### Task prompt
The entries below are to be duplicated exactly, with nothing left out.

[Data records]

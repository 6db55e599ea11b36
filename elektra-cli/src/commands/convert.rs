use clap::Args;
use elektra_core::Elektra;
use serde::Serialize;
use time::macros::format_description;
use time::{Date, PrimitiveDateTime, Time};

/// Parses a `YYYY-MM-DD` argument
pub fn parse_date(s: &str) -> Result<Date, time::error::Parse> {
    Date::parse(s, format_description!("[year]-[month]-[day]"))
}

// The block labels stay strings so that an unknown label is reported like
// any other rejected request, rather than as a usage error.
#[derive(Args)]
pub struct FlowArgs {
    /// The flow date (YYYY-MM-DD)
    #[arg(short, long, value_parser = parse_date)]
    date: Date,

    /// The hour-beginning of the flow (0-23); only hourly inputs depend on it
    #[arg(long, default_value_t = 0, value_parser = clap::value_parser!(u8).range(0..=23))]
    hour: u8,

    /// The block the volume is written in
    #[arg(short, long)]
    input: String,

    /// The block to express it in
    #[arg(long)]
    output: String,
}

/// One looked-up conversion factor.
#[derive(Debug, Serialize, PartialEq)]
pub struct Conversion {
    #[serde(with = "flow_format")]
    pub flow: PrimitiveDateTime,
    pub input: String,
    pub output: String,
    pub factor: f64,
}

time::serde::format_description!(flow_format, PrimitiveDateTime, "[year]-[month]-[day] [hour]:[minute]");

impl FlowArgs {
    pub fn evaluate(self, elektra: &Elektra) -> anyhow::Result<Conversion> {
        let flow = PrimitiveDateTime::new(self.date, Time::from_hms(self.hour, 0, 0)?);
        let factor = elektra.convert(flow, &self.input, &self.output)?;
        Ok(Conversion {
            flow,
            input: self.input,
            output: self.output,
            factor,
        })
    }
}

### Solution to this exercise
repository 6db55e599ea11b36
filename elektra-cli/src/commands/convert.rs
use clap::Args;
use elektra_core::Elektra;
use serde::Serialize;
use time::macros::format_description;
use time::{Date, PrimitiveDateTime, Time};

/// Parses a `YYYY-MM-DD` argument
pub fn parse_date(s: &str) -> Result<Date, time::error::Parse> {
    Date::parse(s, format_description!("[year]-[month]-[day]"))
}

// The block labels stay strings so that an unknown label is reported like
// any other rejected request, rather than as a usage error.
#[derive(Args)]
pub struct FlowArgs {
    /// The flow date (YYYY-MM-DD)
    #[arg(short, long, value_parser = parse_date)]
    date: Date,

    /// The hour-beginning of the flow (0-23); only hourly inputs depend on it
    #[arg(long, default_value_t = 0, value_parser = clap::value_parser!(u8).range(0..=23))]
    hour: u8,

    /// The block the volume is written in
    #[arg(short, long)]
    input: String,

    /// The block to express it in
    #[arg(long)]
    output: String,
}

/// One looked-up conversion factor.
#[derive(Debug, Serialize, PartialEq)]
pub struct Conversion {
    #[serde(with = "flow_format")]
    pub flow: PrimitiveDateTime,
    pub input: String,
    pub output: String,
    pub factor: f64,
}

time::serde::format_description!(flow_format, PrimitiveDateTime, "[year]-[month]-[day] [hour]:[minute]");

impl FlowArgs {
    pub fn evaluate(self, elektra: &Elektra) -> anyhow::Result<Conversion> {
        let flow = PrimitiveDateTime::new(self.date, Time::from_hms(self.hour, 0, 0)?);
        let factor = elektra.convert(flow, &self.input, &self.output)?;
        Ok(Conversion {
            flow,
            input: self.input,
            output: self.output,
            factor,
        })
    }
}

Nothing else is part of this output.